BRIEF = Each line below should be set down again unchanged.
━━ GIVEN DATA
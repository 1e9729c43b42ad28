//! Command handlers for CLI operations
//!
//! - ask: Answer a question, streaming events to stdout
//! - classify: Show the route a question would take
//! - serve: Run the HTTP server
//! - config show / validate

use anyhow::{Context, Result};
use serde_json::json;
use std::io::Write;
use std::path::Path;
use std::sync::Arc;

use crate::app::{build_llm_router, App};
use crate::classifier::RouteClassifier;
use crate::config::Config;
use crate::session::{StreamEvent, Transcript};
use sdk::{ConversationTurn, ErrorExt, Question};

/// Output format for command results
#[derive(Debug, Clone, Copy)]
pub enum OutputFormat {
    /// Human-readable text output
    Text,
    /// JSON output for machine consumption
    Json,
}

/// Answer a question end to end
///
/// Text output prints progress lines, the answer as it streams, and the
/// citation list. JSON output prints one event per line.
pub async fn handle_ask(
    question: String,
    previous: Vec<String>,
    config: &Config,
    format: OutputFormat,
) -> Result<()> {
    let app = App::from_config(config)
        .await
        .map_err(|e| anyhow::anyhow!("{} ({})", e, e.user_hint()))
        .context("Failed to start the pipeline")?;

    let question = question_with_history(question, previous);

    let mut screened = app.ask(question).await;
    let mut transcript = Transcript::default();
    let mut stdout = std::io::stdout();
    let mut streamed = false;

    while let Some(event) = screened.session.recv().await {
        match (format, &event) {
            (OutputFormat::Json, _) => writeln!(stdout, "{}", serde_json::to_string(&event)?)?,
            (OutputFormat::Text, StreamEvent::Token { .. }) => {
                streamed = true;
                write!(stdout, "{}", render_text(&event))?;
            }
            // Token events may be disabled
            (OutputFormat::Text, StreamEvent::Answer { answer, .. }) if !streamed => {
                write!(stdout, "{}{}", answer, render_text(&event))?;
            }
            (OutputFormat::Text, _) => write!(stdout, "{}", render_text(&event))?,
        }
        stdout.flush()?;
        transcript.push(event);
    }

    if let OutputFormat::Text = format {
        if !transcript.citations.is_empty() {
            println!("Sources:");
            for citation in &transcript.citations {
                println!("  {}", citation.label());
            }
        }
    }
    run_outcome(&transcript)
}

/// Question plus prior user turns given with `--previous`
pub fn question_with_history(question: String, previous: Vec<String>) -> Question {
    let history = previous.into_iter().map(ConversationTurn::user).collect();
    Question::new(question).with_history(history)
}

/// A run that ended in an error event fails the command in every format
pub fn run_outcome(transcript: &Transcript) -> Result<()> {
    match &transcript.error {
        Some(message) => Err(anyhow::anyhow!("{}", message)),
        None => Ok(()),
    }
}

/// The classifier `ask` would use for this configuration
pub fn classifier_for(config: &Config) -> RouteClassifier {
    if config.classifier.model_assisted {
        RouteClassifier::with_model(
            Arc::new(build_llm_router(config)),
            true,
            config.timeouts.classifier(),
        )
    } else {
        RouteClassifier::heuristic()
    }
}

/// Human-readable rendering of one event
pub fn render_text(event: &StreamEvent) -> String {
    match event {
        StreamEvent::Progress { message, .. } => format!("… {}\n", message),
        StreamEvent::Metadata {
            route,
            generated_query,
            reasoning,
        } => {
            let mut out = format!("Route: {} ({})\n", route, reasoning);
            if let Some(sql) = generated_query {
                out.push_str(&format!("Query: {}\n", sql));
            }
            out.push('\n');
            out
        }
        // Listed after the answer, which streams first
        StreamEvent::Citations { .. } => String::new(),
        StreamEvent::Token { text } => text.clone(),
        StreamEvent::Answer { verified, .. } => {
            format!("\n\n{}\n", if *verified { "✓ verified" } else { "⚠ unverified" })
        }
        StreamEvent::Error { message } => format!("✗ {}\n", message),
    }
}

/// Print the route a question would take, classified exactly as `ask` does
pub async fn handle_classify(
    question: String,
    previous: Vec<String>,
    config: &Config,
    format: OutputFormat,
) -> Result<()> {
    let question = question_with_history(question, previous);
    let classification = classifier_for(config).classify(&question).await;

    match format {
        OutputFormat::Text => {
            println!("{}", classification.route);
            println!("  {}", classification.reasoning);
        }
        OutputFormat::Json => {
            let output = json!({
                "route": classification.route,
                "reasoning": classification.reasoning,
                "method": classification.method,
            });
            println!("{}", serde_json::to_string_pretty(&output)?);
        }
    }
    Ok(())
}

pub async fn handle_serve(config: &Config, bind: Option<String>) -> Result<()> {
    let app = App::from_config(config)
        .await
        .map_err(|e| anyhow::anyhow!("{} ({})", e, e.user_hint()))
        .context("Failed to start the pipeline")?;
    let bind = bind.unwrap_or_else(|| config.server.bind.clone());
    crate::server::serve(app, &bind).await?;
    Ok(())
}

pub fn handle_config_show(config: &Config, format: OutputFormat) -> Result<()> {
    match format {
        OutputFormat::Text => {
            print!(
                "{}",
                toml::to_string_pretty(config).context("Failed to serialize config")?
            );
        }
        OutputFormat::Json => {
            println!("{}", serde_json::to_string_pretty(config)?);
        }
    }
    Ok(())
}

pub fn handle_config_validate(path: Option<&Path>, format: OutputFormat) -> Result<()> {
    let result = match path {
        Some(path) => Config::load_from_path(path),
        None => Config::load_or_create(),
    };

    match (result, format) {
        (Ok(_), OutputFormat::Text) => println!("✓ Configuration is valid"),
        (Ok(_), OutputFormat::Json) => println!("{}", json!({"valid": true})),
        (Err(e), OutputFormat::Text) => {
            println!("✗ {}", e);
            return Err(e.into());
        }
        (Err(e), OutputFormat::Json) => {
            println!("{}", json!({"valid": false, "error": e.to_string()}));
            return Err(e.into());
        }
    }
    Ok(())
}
━━━━
OUTPUT BELOW =
repository 1e9729c43b42ad28
//! Command handlers for CLI operations
//!
//! - ask: Answer a question, streaming events to stdout
//! - classify: Show the route a question would take
//! - serve: Run the HTTP server
//! - config show / validate

use anyhow::{Context, Result};
use serde_json::json;
use std::io::Write;
use std::path::Path;
use std::sync::Arc;

use crate::app::{build_llm_router, App};
use crate::classifier::RouteClassifier;
use crate::config::Config;
use crate::session::{StreamEvent, Transcript};
use sdk::{ConversationTurn, ErrorExt, Question};

/// Output format for command results
#[derive(Debug, Clone, Copy)]
pub enum OutputFormat {
    /// Human-readable text output
    Text,
    /// JSON output for machine consumption
    Json,
}

/// Answer a question end to end
///
/// Text output prints progress lines, the answer as it streams, and the
/// citation list. JSON output prints one event per line.
pub async fn handle_ask(
    question: String,
    previous: Vec<String>,
    config: &Config,
    format: OutputFormat,
) -> Result<()> {
    let app = App::from_config(config)
        .await
        .map_err(|e| anyhow::anyhow!("{} ({})", e, e.user_hint()))
        .context("Failed to start the pipeline")?;

    let question = question_with_history(question, previous);

    let mut screened = app.ask(question).await;
    let mut transcript = Transcript::default();
    let mut stdout = std::io::stdout();
    let mut streamed = false;

    while let Some(event) = screened.session.recv().await {
        match (format, &event) {
            (OutputFormat::Json, _) => writeln!(stdout, "{}", serde_json::to_string(&event)?)?,
            (OutputFormat::Text, StreamEvent::Token { .. }) => {
                streamed = true;
                write!(stdout, "{}", render_text(&event))?;
            }
            // Token events may be disabled
            (OutputFormat::Text, StreamEvent::Answer { answer, .. }) if !streamed => {
                write!(stdout, "{}{}", answer, render_text(&event))?;
            }
            (OutputFormat::Text, _) => write!(stdout, "{}", render_text(&event))?,
        }
        stdout.flush()?;
        transcript.push(event);
    }

    if let OutputFormat::Text = format {
        if !transcript.citations.is_empty() {
            println!("Sources:");
            for citation in &transcript.citations {
                println!("  {}", citation.label());
            }
        }
    }
    run_outcome(&transcript)
}

/// Question plus prior user turns given with `--previous`
pub fn question_with_history(question: String, previous: Vec<String>) -> Question {
    let history = previous.into_iter().map(ConversationTurn::user).collect();
    Question::new(question).with_history(history)
}

/// A run that ended in an error event fails the command in every format
pub fn run_outcome(transcript: &Transcript) -> Result<()> {
    match &transcript.error {
        Some(message) => Err(anyhow::anyhow!("{}", message)),
        None => Ok(()),
    }
}

/// The classifier `ask` would use for this configuration
pub fn classifier_for(config: &Config) -> RouteClassifier {
    if config.classifier.model_assisted {
        RouteClassifier::with_model(
            Arc::new(build_llm_router(config)),
            true,
            config.timeouts.classifier(),
        )
    } else {
        RouteClassifier::heuristic()
    }
}

/// Human-readable rendering of one event
pub fn render_text(event: &StreamEvent) -> String {
    match event {
        StreamEvent::Progress { message, .. } => format!("… {}\n", message),
        StreamEvent::Metadata {
            route,
            generated_query,
            reasoning,
        } => {
            let mut out = format!("Route: {} ({})\n", route, reasoning);
            if let Some(sql) = generated_query {
                out.push_str(&format!("Query: {}\n", sql));
            }
            out.push('\n');
            out
        }
        // Listed after the answer, which streams first
        StreamEvent::Citations { .. } => String::new(),
        StreamEvent::Token { text } => text.clone(),
        StreamEvent::Answer { verified, .. } => {
            format!("\n\n{}\n", if *verified { "✓ verified" } else { "⚠ unverified" })
        }
        StreamEvent::Error { message } => format!("✗ {}\n", message),
    }
}

/// Print the route a question would take, classified exactly as `ask` does
pub async fn handle_classify(
    question: String,
    previous: Vec<String>,
    config: &Config,
    format: OutputFormat,
) -> Result<()> {
    let question = question_with_history(question, previous);
    let classification = classifier_for(config).classify(&question).await;

    match format {
        OutputFormat::Text => {
            println!("{}", classification.route);
            println!("  {}", classification.reasoning);
        }
        OutputFormat::Json => {
            let output = json!({
                "route": classification.route,
                "reasoning": classification.reasoning,
                "method": classification.method,
            });
            println!("{}", serde_json::to_string_pretty(&output)?);
        }
    }
    Ok(())
}

pub async fn handle_serve(config: &Config, bind: Option<String>) -> Result<()> {
    let app = App::from_config(config)
        .await
        .map_err(|e| anyhow::anyhow!("{} ({})", e, e.user_hint()))
        .context("Failed to start the pipeline")?;
    let bind = bind.unwrap_or_else(|| config.server.bind.clone());
    crate::server::serve(app, &bind).await?;
    Ok(())
}

pub fn handle_config_show(config: &Config, format: OutputFormat) -> Result<()> {
    match format {
        OutputFormat::Text => {
            print!(
                "{}",
                toml::to_string_pretty(config).context("Failed to serialize config")?
            );
        }
        OutputFormat::Json => {
            println!("{}", serde_json::to_string_pretty(config)?);
        }
    }
    Ok(())
}

pub fn handle_config_validate(path: Option<&Path>, format: OutputFormat) -> Result<()> {
    let result = match path {
        Some(path) => Config::load_from_path(path),
        None => Config::load_or_create(),
    };

    match (result, format) {
        (Ok(_), OutputFormat::Text) => println!("✓ Configuration is valid"),
        (Ok(_), OutputFormat::Json) => println!("{}", json!({"valid": true})),
        (Err(e), OutputFormat::Text) => {
            println!("✗ {}", e);
            return Err(e.into());
        }
        (Err(e), OutputFormat::Json) => {
            println!("{}", json!({"valid": false, "error": e.to_string()}));
            return Err(e.into());
        }
    }
    Ok(())
}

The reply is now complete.